Exercise requirements ▸ Once you know how many lines below hold "either", reply with that number and add nothing.

=======

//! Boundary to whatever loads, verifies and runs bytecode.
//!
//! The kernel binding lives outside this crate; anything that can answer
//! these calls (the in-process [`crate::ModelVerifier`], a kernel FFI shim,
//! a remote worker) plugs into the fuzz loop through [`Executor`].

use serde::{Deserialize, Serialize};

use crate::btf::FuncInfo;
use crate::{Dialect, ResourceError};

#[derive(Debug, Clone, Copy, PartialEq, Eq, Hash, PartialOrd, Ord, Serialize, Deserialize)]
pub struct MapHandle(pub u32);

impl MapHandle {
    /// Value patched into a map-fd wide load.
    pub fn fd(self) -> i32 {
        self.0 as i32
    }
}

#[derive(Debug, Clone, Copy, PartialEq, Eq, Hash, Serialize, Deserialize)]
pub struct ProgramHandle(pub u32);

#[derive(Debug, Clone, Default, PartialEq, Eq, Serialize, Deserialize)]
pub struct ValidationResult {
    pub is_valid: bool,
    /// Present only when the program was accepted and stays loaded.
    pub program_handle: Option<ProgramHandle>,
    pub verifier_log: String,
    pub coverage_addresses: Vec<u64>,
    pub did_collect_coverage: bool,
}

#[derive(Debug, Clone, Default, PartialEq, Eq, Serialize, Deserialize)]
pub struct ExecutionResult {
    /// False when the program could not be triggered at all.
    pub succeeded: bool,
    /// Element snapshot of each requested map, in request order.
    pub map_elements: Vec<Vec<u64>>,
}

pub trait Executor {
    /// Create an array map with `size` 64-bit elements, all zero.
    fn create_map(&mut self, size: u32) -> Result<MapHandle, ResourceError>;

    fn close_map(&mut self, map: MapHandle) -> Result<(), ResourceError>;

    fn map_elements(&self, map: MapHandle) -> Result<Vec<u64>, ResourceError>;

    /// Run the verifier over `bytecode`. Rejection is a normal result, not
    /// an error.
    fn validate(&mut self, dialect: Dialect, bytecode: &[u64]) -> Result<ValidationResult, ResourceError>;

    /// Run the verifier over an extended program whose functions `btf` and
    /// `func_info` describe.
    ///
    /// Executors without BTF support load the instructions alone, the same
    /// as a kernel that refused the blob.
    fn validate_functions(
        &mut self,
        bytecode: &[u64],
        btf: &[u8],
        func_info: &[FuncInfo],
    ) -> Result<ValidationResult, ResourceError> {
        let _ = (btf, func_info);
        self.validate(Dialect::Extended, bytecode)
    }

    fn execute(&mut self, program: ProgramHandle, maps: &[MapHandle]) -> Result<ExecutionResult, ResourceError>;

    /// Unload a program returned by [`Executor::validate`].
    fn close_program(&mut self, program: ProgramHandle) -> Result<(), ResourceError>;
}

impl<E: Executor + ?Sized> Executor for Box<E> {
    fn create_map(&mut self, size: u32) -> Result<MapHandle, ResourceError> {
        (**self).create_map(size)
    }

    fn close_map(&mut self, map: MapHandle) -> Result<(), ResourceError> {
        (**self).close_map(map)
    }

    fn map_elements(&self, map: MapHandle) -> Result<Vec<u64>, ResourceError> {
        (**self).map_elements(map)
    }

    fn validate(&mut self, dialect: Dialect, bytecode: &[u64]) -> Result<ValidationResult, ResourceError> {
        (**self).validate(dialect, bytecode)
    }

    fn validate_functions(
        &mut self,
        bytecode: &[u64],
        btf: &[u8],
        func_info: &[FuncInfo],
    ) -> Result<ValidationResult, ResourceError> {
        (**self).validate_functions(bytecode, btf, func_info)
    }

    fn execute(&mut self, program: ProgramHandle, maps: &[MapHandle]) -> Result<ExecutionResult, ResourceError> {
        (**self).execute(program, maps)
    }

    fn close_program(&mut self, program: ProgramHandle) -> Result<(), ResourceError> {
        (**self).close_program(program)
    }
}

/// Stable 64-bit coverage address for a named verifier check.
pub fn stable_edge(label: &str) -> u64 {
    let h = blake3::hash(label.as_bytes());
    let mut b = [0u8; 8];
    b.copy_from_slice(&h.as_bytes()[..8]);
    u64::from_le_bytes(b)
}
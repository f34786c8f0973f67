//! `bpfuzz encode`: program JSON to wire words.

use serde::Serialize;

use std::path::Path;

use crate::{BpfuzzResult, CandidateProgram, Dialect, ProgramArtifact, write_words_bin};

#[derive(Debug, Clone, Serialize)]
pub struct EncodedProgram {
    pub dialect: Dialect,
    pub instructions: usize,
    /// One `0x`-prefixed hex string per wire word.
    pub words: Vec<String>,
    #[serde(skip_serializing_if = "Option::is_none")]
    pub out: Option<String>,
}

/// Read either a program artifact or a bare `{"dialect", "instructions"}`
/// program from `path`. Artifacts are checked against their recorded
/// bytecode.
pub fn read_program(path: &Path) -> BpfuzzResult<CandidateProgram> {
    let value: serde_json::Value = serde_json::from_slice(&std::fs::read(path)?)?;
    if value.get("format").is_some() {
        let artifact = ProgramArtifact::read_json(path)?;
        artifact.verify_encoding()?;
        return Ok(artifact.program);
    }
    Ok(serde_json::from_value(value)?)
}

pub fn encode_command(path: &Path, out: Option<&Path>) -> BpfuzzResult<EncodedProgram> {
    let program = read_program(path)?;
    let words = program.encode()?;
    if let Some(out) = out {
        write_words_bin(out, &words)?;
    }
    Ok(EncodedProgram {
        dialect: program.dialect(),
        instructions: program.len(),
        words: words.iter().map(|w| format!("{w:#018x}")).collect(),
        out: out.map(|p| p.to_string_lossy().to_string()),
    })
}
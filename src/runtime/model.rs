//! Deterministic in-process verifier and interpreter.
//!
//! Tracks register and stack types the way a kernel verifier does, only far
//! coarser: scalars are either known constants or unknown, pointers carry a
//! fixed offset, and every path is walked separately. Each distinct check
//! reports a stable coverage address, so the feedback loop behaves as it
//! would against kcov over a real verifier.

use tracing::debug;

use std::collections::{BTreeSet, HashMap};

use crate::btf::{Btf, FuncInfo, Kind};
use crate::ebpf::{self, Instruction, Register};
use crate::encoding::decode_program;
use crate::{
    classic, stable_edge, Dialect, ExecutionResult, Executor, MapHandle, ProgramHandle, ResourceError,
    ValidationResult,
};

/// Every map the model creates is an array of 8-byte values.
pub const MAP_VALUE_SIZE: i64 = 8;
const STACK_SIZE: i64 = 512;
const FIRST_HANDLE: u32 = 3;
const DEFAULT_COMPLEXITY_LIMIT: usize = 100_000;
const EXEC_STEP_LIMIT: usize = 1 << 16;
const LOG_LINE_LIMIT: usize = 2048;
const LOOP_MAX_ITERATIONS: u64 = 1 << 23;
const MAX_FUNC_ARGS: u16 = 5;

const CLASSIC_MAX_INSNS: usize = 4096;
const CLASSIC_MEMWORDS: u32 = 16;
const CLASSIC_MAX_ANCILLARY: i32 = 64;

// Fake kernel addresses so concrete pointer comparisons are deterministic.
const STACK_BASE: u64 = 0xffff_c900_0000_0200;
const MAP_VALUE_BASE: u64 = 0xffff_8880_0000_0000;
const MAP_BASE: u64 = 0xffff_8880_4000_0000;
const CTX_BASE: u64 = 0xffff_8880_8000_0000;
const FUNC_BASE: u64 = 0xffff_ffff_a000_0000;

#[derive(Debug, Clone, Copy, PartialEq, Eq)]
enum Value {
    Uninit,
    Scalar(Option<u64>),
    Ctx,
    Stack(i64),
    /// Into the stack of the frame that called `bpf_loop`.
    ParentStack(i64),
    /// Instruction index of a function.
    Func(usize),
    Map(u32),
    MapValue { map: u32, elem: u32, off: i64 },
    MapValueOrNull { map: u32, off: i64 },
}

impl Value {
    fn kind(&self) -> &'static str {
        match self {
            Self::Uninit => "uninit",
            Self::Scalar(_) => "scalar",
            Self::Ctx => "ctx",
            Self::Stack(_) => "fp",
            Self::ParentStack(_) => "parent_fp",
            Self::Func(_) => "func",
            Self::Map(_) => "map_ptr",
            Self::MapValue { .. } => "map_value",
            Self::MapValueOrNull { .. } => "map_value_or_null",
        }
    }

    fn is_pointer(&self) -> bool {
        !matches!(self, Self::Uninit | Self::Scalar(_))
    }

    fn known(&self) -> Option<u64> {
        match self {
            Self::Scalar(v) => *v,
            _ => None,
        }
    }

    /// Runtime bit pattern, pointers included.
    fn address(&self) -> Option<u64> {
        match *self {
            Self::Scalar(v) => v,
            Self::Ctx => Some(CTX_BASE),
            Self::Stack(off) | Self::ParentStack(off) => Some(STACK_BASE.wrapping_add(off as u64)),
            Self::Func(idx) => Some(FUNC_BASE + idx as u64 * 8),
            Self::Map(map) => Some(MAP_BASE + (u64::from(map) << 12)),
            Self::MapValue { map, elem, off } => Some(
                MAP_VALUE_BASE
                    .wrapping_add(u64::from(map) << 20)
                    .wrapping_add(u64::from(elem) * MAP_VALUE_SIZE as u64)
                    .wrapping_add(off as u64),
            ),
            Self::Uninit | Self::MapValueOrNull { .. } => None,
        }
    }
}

=======

Expected output ▸ 2